What is Novelty Effect and How it Affects Your Digital Hygiene?
Every Apple keynote feels like a blockbuster movie. Theatrical staging, visual effects, and overused words like “awesome and incredible” amplify the novelty effect. The effect can be used for good and evil, and I want to explore it today.
Definition
The novelty effect is the tendency for performance to initially improve when new technology is instituted, not because of actual improvement, but in response to increased interest in the new technology. This is relevant to Apple Watch 6 review by Verge:
Apple didn’t screw anything up. But that’s not the same thing as significantly moving forward, either. The Series 6’s updates comprise a bunch of very minor updates that will be unnecessary to the vast majority of people who will buy it. …it’s not the best deal you can find for your wrist, but it justifies its cost by offering a ton of value — just not enough value compared to previous generations that you’d notice it. It’s an iterative update…
I bought that Watch, but I owned none before, so it felt like a good deal. If I’d upgrade from a previous generation - I’d be disappointed. And to me, those iterative updates hurt both companies and users. Then why do Apple and other companies invest money and time into marketing an “iterative update”?
How is this relevant to digital hygiene?
We can categorize technology upgrades into two groups: 1) technological improvement and 2) iterative update. For example, Apple’s latest upgrade to the M1 processor on a MacBook is a technological improvement with longer battery life and better performance. In contrast, a purple iPhone with straight edges is an iterative update. We see many iterative updates when companies rely on the novelty effect of colors, shapes, and marketing.

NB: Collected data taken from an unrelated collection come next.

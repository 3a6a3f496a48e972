use serde::{Deserialize, Serialize};
use serde_json::{Map, Value};

/// Resolved game metadata, serialized into the bundle footer.
#[derive(Debug, Clone, PartialEq, Serialize)]
#[serde(rename_all = "camelCase")]
pub struct GameMetadata {
  pub name: String,
  #[serde(skip_serializing_if = "Option::is_none")]
  pub author: Option<String>,
  #[serde(skip_serializing_if = "Option::is_none")]
  pub headline: Option<String>,
  #[serde(skip_serializing_if = "Option::is_none")]
  pub description: Option<String>,
  #[serde(skip_serializing_if = "Option::is_none")]
  pub homepage: Option<String>,
  #[serde(skip_serializing_if = "Option::is_none")]
  pub repository: Option<String>,
  /// Game runtime options, passed through untouched.
  #[serde(skip_serializing_if = "Option::is_none")]
  pub options: Option<Map<String, Value>>,
  /// Always the package version.
  #[serde(skip_serializing_if = "Option::is_none")]
  pub game_version: Option<String>,
}

/// Game metadata as written by the user.
#[derive(Debug, Default, Clone, PartialEq, Deserialize)]
#[serde(default, rename_all = "camelCase")]
pub struct PartialGameMetadata {
  pub name: Option<String>,
  pub author: Option<String>,
  pub headline: Option<String>,
  pub description: Option<String>,
  pub homepage: Option<String>,
  pub repository: Option<String>,
  pub options: Option<Map<String, Value>>,
  pub game_version: Option<String>,
}

#[test]
fn test_game_metadata_serializes_camel_case_without_absent_fields() {
  let metadata = GameMetadata {
    name: "basic".to_string(),
    author: Some("Bob Basic".to_string()),
    headline: None,
    description: None,
    homepage: None,
    repository: None,
    options: None,
    game_version: Some("1.0.0".to_string()),
  };

  assert_eq!(
    serde_json::to_string(&metadata).unwrap(),
    r#"{"name":"basic","author":"Bob Basic","gameVersion":"1.0.0"}"#
  );
}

This makes your next phone a fast fashion item. And it may be an intentional decision, as explained in this video from Veritasium.
I’d argue that it’s bad for your digital hygiene because:
Financial aspect: you purchase an expensive item with the functionality you don’t need and spend money that you could invest elsewhere;
Time aspect: you invest your attention in learning a new redesign of the service. This attention could be used for your hobby or time with friends;
Emotional aspect: your initial excitement vanishes eventually and you feel disappointed with technology, but you spent money and time trying it;
Complexity aspect: as companies create more services and tools, they try to sell them together. When you purchase something you don’t need, you increase your workflow complexity and need to manage more things.
Iterative updates should get less attention, marketing budget, and media coverage. The ideas can be validated with less effort and attention from consumers. Instead, that time can be invested in building innovative products. One argument made in the video is that frequent replacement of services and products helps fuel economy where more revenue allows hiring more people, and those people can create more products. I am not an economist, yet I want to know if we can change this system to make more impactful products and sell them for a higher price. Not everyone will buy that product on day one, but they will eventually since it has value. A similar idea was explored in Matt D'avella's video:
Novelty effect is not evil
You may feel that the novelty effect is evil. But it’s a tool, and like any tool, it can be used for good and evil. Here are examples of good use like when teachers used new technology to increase student engagement in the classroom or employers can use novelty effect to help people feel more joy at work. After learning about this tool, you can use it for good. Here is a checklist I rely on. I ask myself these questions every time I feel like the novelty effect kicks in.
As a consumer buying a product:
What problem will X solve for me?
How is X better compared to what I have?
Can I try that for free before purchasing?
How long will it last for me?
As a product manager creating a product:
What problem are we solving for people?
How many people are affected by this?
How is our solution better than what users have? Is that value higher than switching and learning costs for them?
What’s the easiest and fastest way to test if our solution is viable?
If you can’t stop thinking about the new thing, try to test it without purchasing. But remember, regardless of how awesome the new thing is, it’ll become a default experience eventually.
In search of a balance for novelty effect
If you heard product managers talk, you could hear a story like: “we changed the button color, and it increased purchase conversion by 3%”. Everyone in the room awes and goes out to change the colors of their buttons. But few people tell the rest of the story when in a month that increase disappears. That’s a novelty effect, and it backfires for companies.
Sometimes it feels like companies change the button's color instead of building a new feature. It’s sad as we risk having less innovation in the long term. It’s not to say we need to stop iterating on the products and share them with users for feedback. In fact, that’s counterproductive in a software world where there is little cost for sharing a new version with a user and incredible value in hearing their feedback. I argue we should be more selective with our attention to what we change. It may take the same time to build a prototype for a new feature and change the button's color in multiple places. But the new feature will last while the button won’t. I hope that our habits and demands will eventually inspire companies to focus on actual technological improvements.